Ultrasonography is currently the mainstay of scrotal imaging [5]. Sonographic assessment may show either hypoechoic or hyperechoic solid mass involving the paratesticular structures. US evaluation may show the lesion separate from the testes. However, sonographic findings are often nonspecific and variable and such assessment do not usually allow definitive characterization. In 80% of cases, Magnetic resonance (MR) imaging can provide additional diagnostic information where clinical and sonographic features are inconclusive, unusual or indetereminate [6]. MRI studies are an accurate and costeffective diagnostic adjunct in such patients that allows tissue characterization and tumor delineation, with its signal intensity properties allowing precise detection of fibrosis, blood products, fat and granulomatous tissue [6]. On magnetic resonance imaging, the scrotal mass usually has low signal intensity on T1 and T2 imaging. In our case also, the mass demonstrated uniformly low signal intensity on T1- and T2-weighted images, as is typical of fibrous tissue.

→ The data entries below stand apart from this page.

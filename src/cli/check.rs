//! # Check Command
//!
//! This module implements the check/write command for license headers.

use std::path::PathBuf;
use std::process::ExitCode;
use std::time::Instant;

use anyhow::{Context, Result};
use clap::Args;
use licensure::Error;
use licensure::comment::CommentRegistry;
use licensure::config::load_config;
use licensure::logging::{ColorMode, init_tracing, set_quiet, set_verbose};
use licensure::processor::{Processor, ProcessorConfig, absolutize_path};
use tracing::debug;

use crate::output::{print_all_files_ok, print_blank_line, print_hint, print_missing_files, print_start_message};

/// Exit status when some file is missing its license header.
pub const EXIT_MISSING: u8 = 1;

/// Exit status for any other failure.
pub const EXIT_ERROR: u8 = 2;

/// Arguments for the check command
#[derive(Args, Debug)]
pub struct CheckArgs {
  /// Directory to scan recursively
  #[arg(long, short = 'r', value_name = "DIR", default_value = ".")]
  pub root: PathBuf,

  /// File holding the canonical license text
  #[arg(long, short = 'l', value_name = "FILE")]
  pub license: PathBuf,

  /// Insert the license header into files missing it
  #[arg(long, short = 'w')]
  pub write: bool,

  /// Path to config file (default: .licensure.toml in the scanned root)
  #[arg(long, value_name = "FILE")]
  pub config: Option<PathBuf>,

  /// Ignore config file even if present
  #[arg(long, conflicts_with = "config")]
  pub no_config: bool,

  /// Increase verbosity (-v info, -vv debug, -vvv trace)
  #[arg(short, long, action = clap::ArgAction::Count)]
  pub verbose: u8,

  /// Only print the paths of files missing the header
  #[arg(short, long, conflicts_with = "verbose")]
  pub quiet: bool,

  /// Control when to use colored output (auto, never, always)
  #[arg(
    long,
    value_name = "WHEN",
    num_args = 0..=1,
    default_value_t = ColorMode::Auto,
    default_missing_value = "always",
    value_enum
  )]
  pub colors: ColorMode,
}

/// Run the check command with the given arguments.
///
/// Returns the process exit code: success when every file has its header,
/// [`EXIT_MISSING`] when some file lacks it. Other failures are returned as
/// errors.
pub async fn run_check(args: CheckArgs) -> Result<ExitCode> {
  // Initialize tracing subscriber for structured logging
  init_tracing(args.quiet, args.verbose);

  // Set output mode for the info_log! and verbose_log! macros
  if args.verbose > 0 {
    set_verbose();
  } else if args.quiet {
    set_quiet();
  }
  args.colors.apply();

  let root = absolutize_path(&args.root)?;

  let config = load_config(args.config.as_deref(), &root, args.no_config)?;
  let registry = match config {
    Some(ref cfg) if cfg.has_overrides() => {
      debug!("Using configuration file for comment style overrides");
      CommentRegistry::with_overrides(cfg)
    }
    _ => CommentRegistry::builtin(),
  };
  debug!("Registered {} extensions", registry.len());

  print_start_message(&root, args.write);

  let processor = Processor::new(ProcessorConfig {
    write: args.write,
    registry,
    ..ProcessorConfig::new(root.clone(), args.license.clone())
  });

  let start_time = Instant::now();
  let result = processor.run().await;
  debug!("Run finished in {}ms", start_time.elapsed().as_millis());

  match result {
    Ok(summary) => {
      print_blank_line();
      print_all_files_ok(&summary);
      Ok(ExitCode::SUCCESS)
    }
    Err(Error::NoLicense(err)) => {
      print_blank_line();
      print_missing_files(err.files(), &root, args.write);
      if !args.write {
        print_blank_line();
        print_hint("Run with --write to add missing headers.");
      }
      Ok(ExitCode::from(EXIT_MISSING))
    }
    Err(err) => Err(err).with_context(|| format!("Failed to check {}", root.display())),
  }
}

These findings suggested the provisional diagnosis of left paratesticular tumor, with the possibility of benign nature.
On histologic examination, the lesion composed of paucicellular myofibroblastic and fibroblastic proliferation within a dense hyalinized collagenous stroma with heterogeneous inflammatory cells (lymphocytes), calcification, myxoid changes or even ossification may be seen [10]. Immunohistochemical staining is negative for keratin, S-100 and desmin and positive for common muscle actin, smooth muscle-specific actin and vimentin confirmed the presence of myofibroblasts while simultaneously denying its mesothelial origin, thus differentiating it from adenomatoid tumor [3]. As in our case, treatment of choice should be scrotal exploration of the mass, frozen section biopsy and local excision of the tumor , orchiectomy might be unnecessary [10].
CONCLUSION
In summary, we describe an unusual rare scrotal lesion, a fibrous pseudotumor, that lie within the spectrum of benign paratesticular lesions and should be considered in the differential diagnosis in young adults with testicular and paratesticular lesions. Pre-operative Scrotal ultrasound and MRI combined with intra-operative frozen section may prevent unnecessary orchiectomy.
ACKNOWLEDGEMENT
Authors feel immense gratitude towards Geetanjali Medical College and Hospital, Udaipur for their support.